ANNOTATING OBJECT INSTANCES
WITH A POLYGON-RNN
Authors: Castrejon et.al.
(Dept of CS,
University of Toronto)
Presented by Mandar Pradhan
OBJECTIVE OF THE PAPER
● To find how to annotate instances in an image as fast as possible (AUTOMATIC ANNOTATION)
● To do the annotation as close to the ground truth as possible (POLYGON FOR ANNOTATION)
● To allow a scope for human intervention to correct automated annotations (AUTOMATIC SEMI-AUTOMATIC ANNOTATION)
MOTIVATION BEHIND THE IDEA
● More Data == More annotation == Time consuming and lots of hard work!! (if done by manual polygon annotation)
● Other automated methods (Images Tags, Bounding Boxes, Scribbles, Single point objects) - not as accurate as supervised methods (but an easier way to obtain ground truth)
● Need for human intervention to correct automated annotations to prevent model from breaking down
EARLIER RELATED WORKS
●
Semi automatic annotations:
○ Scribbles/ Multi Scribbles - segmentation using graph cut by combining
appearance cues and a smoothness term (Additional layer of training examples, not accurate)
○ GrabCut - Annotation as 2D bounding boxes + per pixel labelling using EM algorithm (Idea extended to 3D bounding boxes + point clouds )
EARLIER RELATED WORKS
●
Semi automatic annotations:
○ Scribbles/ Multi Scribbles - segmentation using graph cut by combining
appearance cues and a smoothness term (Additional layer of training examples, not accurate)
○ GrabCut - Annotation as 2D bounding boxes + per pixel labelling using EM algorithm (Idea extended to 3D bounding boxes + point clouds )
Drawbacks:
- Hard to incorporate shape priors - Labellings with holes
EARLIER RELATED WORKS
● Semi automatic annotations:
- Done at super pixel level
EARLIER RELATED WORKS
● Semi automatic annotations:
- Done at super pixel level
- May merge small objects or parts
● Object instance segmentation (**USED IN THIS PAPER)
- CNN used for box / patch for labelling
- Detect edges and link them to obtain coherent region
- Combine small polygons into object regions to label images
- HERE RNNS HAVE BEEN USED TO DIRECTLY PREDICT FINAL POLYGONS
Polygon - RNN (High level overview)
● Does automated annotation using CNN followed by RNN ● CNN extracts a Bounding Box output of the instance
● RNN Input : Image crop inside the Bounding Box + List of Vertices at time t-1, t-2 + Initial Point (details in subsequent slide)
● RNN Output : “Polygon object” outlining the instance with a bounding box (Polygons are list of 2-D vertices)
● Trained end to end
● CNN are fine tuned to object boundaries, RNNs encode the priors on objects shapes
Polygon - RNN (Some more details)
● “Polygon object” : List of vertices of bounding polygon
● Defining a specific polygon may involve multiple parameterizations. (We can choose any vertex as starting point and then move on to the next points using any orientation)

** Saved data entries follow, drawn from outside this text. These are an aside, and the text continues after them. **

use serde::Deserialize;
use std::fs;
use std::path::{Path, PathBuf};
use thiserror::Error;

use crate::monitoring::{ClassifierPolicy, ProbeConfig, SchedulerConfig};
use crate::notifications::NotificationConfig;

const ENV_PREFIX: &str = "APIWATCH_";

#[derive(Error, Debug)]
pub enum ServerConfigError {
    #[error("Failed to read config file at {path:?}: {source}")]
    Read {
        path: PathBuf,
        source: std::io::Error,
    },
    #[error("Failed to parse TOML from config file at {path:?}: {source}")]
    Parse {
        path: PathBuf,
        source: toml::de::Error,
    },
    #[error("Failed to load config from environment: {0}")]
    Env(#[from] envy::Error),
}

#[derive(Debug, Clone)]
pub struct ServerConfig {
    pub listen_addr: String,
    /// No URL means the in-memory history store.
    pub database_url: Option<String>,
    pub database_max_connections: u32,
    pub log_dir: String,
    pub probe: ProbeConfig,
    pub scheduler: SchedulerConfig,
    pub classifier: ClassifierPolicy,
    pub notifications: NotificationConfig,
}

// The TOML file: flat keys plus one table per engine component.
#[derive(Deserialize, Default, Debug)]
#[serde(default)]
struct FileConfig {
    listen_addr: Option<String>,
    database_url: Option<String>,
    database_max_connections: Option<u32>,
    log_dir: Option<String>,
    probe: ProbeConfig,
    scheduler: SchedulerConfig,
    classifier: ClassifierPolicy,
    notifications: NotificationConfig,
}

// `APIWATCH_*` variables. Only the knobs operators usually touch.
#[derive(Deserialize, Default, Debug)]
struct EnvConfig {
    listen_addr: Option<String>,
    database_url: Option<String>,
    database_max_connections: Option<u32>,
    log_dir: Option<String>,
    max_concurrent_probes: Option<usize>,
    probe_timeout_seconds: Option<u64>,
    down_threshold: Option<u32>,
    webhook_url: Option<String>,
}

// Plain `DATABASE_URL`, as most tooling expects.
#[derive(Deserialize, Default, Debug)]
struct DatabaseEnv {
    database_url: Option<String>,
}

fn default_listen_addr() -> String {
    "0.0.0.0:8080".to_string()
}

fn default_log_dir() -> String {
    "logs".to_string()
}

impl ServerConfig {
    pub fn load(config_path: Option<&str>) -> Result<Self, ServerConfigError> {
        dotenv::dotenv().ok();

        // 1. Load from file (optional)
        let file_config = match config_path.map(Path::new) {
            Some(path) if path.exists() => read_file(path)?,
            _ => FileConfig::default(),
        };

        // 2. Load from environment variables
        let mut env_config = envy::prefixed(ENV_PREFIX).from_env::<EnvConfig>()?;
        if env_config.database_url.is_none() {
            env_config.database_url = envy::from_env::<DatabaseEnv>()?.database_url;
        }

        // 3. Merge: environment overrides file
        Ok(Self::merge(file_config, env_config))
    }

    fn merge(file: FileConfig, env: EnvConfig) -> Self {
        let mut probe = file.probe;
        if let Some(timeout) = env.probe_timeout_seconds {
            probe.timeout_seconds = timeout;
        }
        let mut scheduler = file.scheduler;
        if let Some(max) = env.max_concurrent_probes {
            scheduler.max_concurrent_probes = max;
        }
        let mut classifier = file.classifier;
        if let Some(threshold) = env.down_threshold {
            classifier.down_threshold = threshold;
        }
        let mut notifications = file.notifications;
        if env.webhook_url.is_some() {
            notifications.webhook_url = env.webhook_url;
        }

        ServerConfig {
            listen_addr: env
                .listen_addr
                .or(file.listen_addr)
                .unwrap_or_else(default_listen_addr),
            database_url: env
                .database_url
                .or(file.database_url)
                .filter(|url| !url.trim().is_empty()),
            database_max_connections: env
                .database_max_connections
                .or(file.database_max_connections)
                .unwrap_or(10),
            log_dir: env.log_dir.or(file.log_dir).unwrap_or_else(default_log_dir),
            probe,
            scheduler,
            classifier,
            notifications,
        }
    }
}

impl Default for ServerConfig {
    fn default() -> Self {
        Self::merge(FileConfig::default(), EnvConfig::default())
    }
}

fn read_file(path: &Path) -> Result<FileConfig, ServerConfigError> {
    let contents = fs::read_to_string(path).map_err(|source| ServerConfigError::Read {
        path: path.to_path_buf(),
        source,
    })?;
    toml::from_str(&contents).map_err(|source| ServerConfigError::Parse {
        path: path.to_path_buf(),
        source,
    })
}

#[cfg(test)]
mod tests {
    use super::*;
    use crate::db::enums::AlertType;
    use std::io::Write;

    const SAMPLE: &str = r#"
listen_addr = "127.0.0.1:9000"
log_dir = "/var/log/apiwatch"

[probe]
timeout_seconds = 5

[scheduler]
max_concurrent_probes = 4
allowed_check_intervals = [60, 300]

[classifier]
down_threshold = 3
deprecated_fingerprints = ["abc123"]

[notifications]
webhook_url = "https://hooks.example.com/alerts"
notify_on = ["DOWN", "DEPRECATION"]
"#;

    #[test]
    fn defaults_without_file_or_env() {
        let config = ServerConfig::default();
        assert_eq!(config.listen_addr, "0.0.0.0:8080");
        assert_eq!(config.log_dir, "logs");
        assert!(config.database_url.is_none());
        assert_eq!(config.probe.timeout_seconds, 10);
        assert_eq!(config.probe.max_body_bytes, 4096);
        assert_eq!(config.scheduler.max_concurrent_probes, 10);
        assert_eq!(config.scheduler.min_check_interval_seconds, 300);
        assert_eq!(config.scheduler.default_check_interval_seconds, 3600);
        assert_eq!(config.classifier.down_threshold, 2);
        assert!(config.notifications.webhook_url.is_none());
    }

    #[test]
    fn file_sections_fill_nested_configs() {
        let mut file = tempfile::NamedTempFile::new().unwrap();
        file.write_all(SAMPLE.as_bytes()).unwrap();

        let parsed = read_file(file.path()).unwrap();
        let config = ServerConfig::merge(parsed, EnvConfig::default());

        assert_eq!(config.listen_addr, "127.0.0.1:9000");
        assert_eq!(config.log_dir, "/var/log/apiwatch");
        assert_eq!(config.probe.timeout_seconds, 5);
        // Untouched keys keep their defaults.
        assert_eq!(config.probe.max_body_bytes, 4096);
        assert_eq!(config.scheduler.max_concurrent_probes, 4);
        assert_eq!(config.scheduler.allowed_check_intervals, vec![60, 300]);
        assert_eq!(config.scheduler.window_size, 10);
        assert_eq!(config.classifier.down_threshold, 3);
        assert!(config.classifier.deprecated_fingerprints.contains("abc123"));
        assert_eq!(
            config.notifications.notify_on,
            vec![AlertType::Down, AlertType::Deprecation]
        );
    }

    #[test]
    fn environment_overrides_file() {
        let file: FileConfig = toml::from_str(SAMPLE).unwrap();
        let env = EnvConfig {
            listen_addr: Some("0.0.0.0:7000".to_string()),
            database_url: Some("postgres://localhost/apiwatch".to_string()),
            max_concurrent_probes: Some(32),
            down_threshold: Some(5),
            ..Default::default()
        };
        let config = ServerConfig::merge(file, env);
        assert_eq!(config.listen_addr, "0.0.0.0:7000");
        assert_eq!(config.database_url.as_deref(), Some("postgres://localhost/apiwatch"));
        assert_eq!(config.scheduler.max_concurrent_probes, 32);
        assert_eq!(config.classifier.down_threshold, 5);
        // Not overridden.
        assert_eq!(config.probe.timeout_seconds, 5);
    }

    #[test]
    fn malformed_file_is_reported() {
        let mut file = tempfile::NamedTempFile::new().unwrap();
        file.write_all(b"[scheduler\nmax_concurrent_probes = ").unwrap();
        assert!(matches!(
            read_file(file.path()),
            Err(ServerConfigError::Parse { .. })
        ));
    }

    #[test]
    fn blank_database_url_means_memory_store() {
        let env = EnvConfig {
            database_url: Some("  ".to_string()),
            ..Default::default()
        };
        assert!(ServerConfig::merge(FileConfig::default(), env).database_url.is_none());
    }
}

Polygon - RNN (Some more details)
● “Polygon object” : List of vertices of bounding polygon
● Defining a specific polygon may involve multiple parameterizations. (We can choose any vertex as starting point and then move on to the next points using any orientation)
● Convention: Any starting point, Clockwise orientation
● Why are vertices from t-1 and t-2, both, fed into the RNN input??? ○ Account for the orientation
● Why is initial point of polygon fed into RNN input ??? ○ Decide when to close the polygon
CNN Module - CNN + Skip connects
● Based on VGG16 architecture with fully connected layer and last max pooling layer removed and replaced
● We stack all skip connects from the lower layers, after they pass through 3X3 convolutional layer + ReLU and upscaling them to 28 X 28
CNN Module - CNN + Skip connects
● Based on VGG16 architecture with fully connected layer and last max pooling layer removed and replaced
● We stack all skip connects from the lower layers, after they pass through 3X3 convolutional layer + ReLU and upscaling them to 28 X 28
● Output is downsampled by a factor of 16
● Why skip connects??? - Pull out low level features like edges and corners) and semantics of the instance
● How to handle skip connections from multiple dimensions???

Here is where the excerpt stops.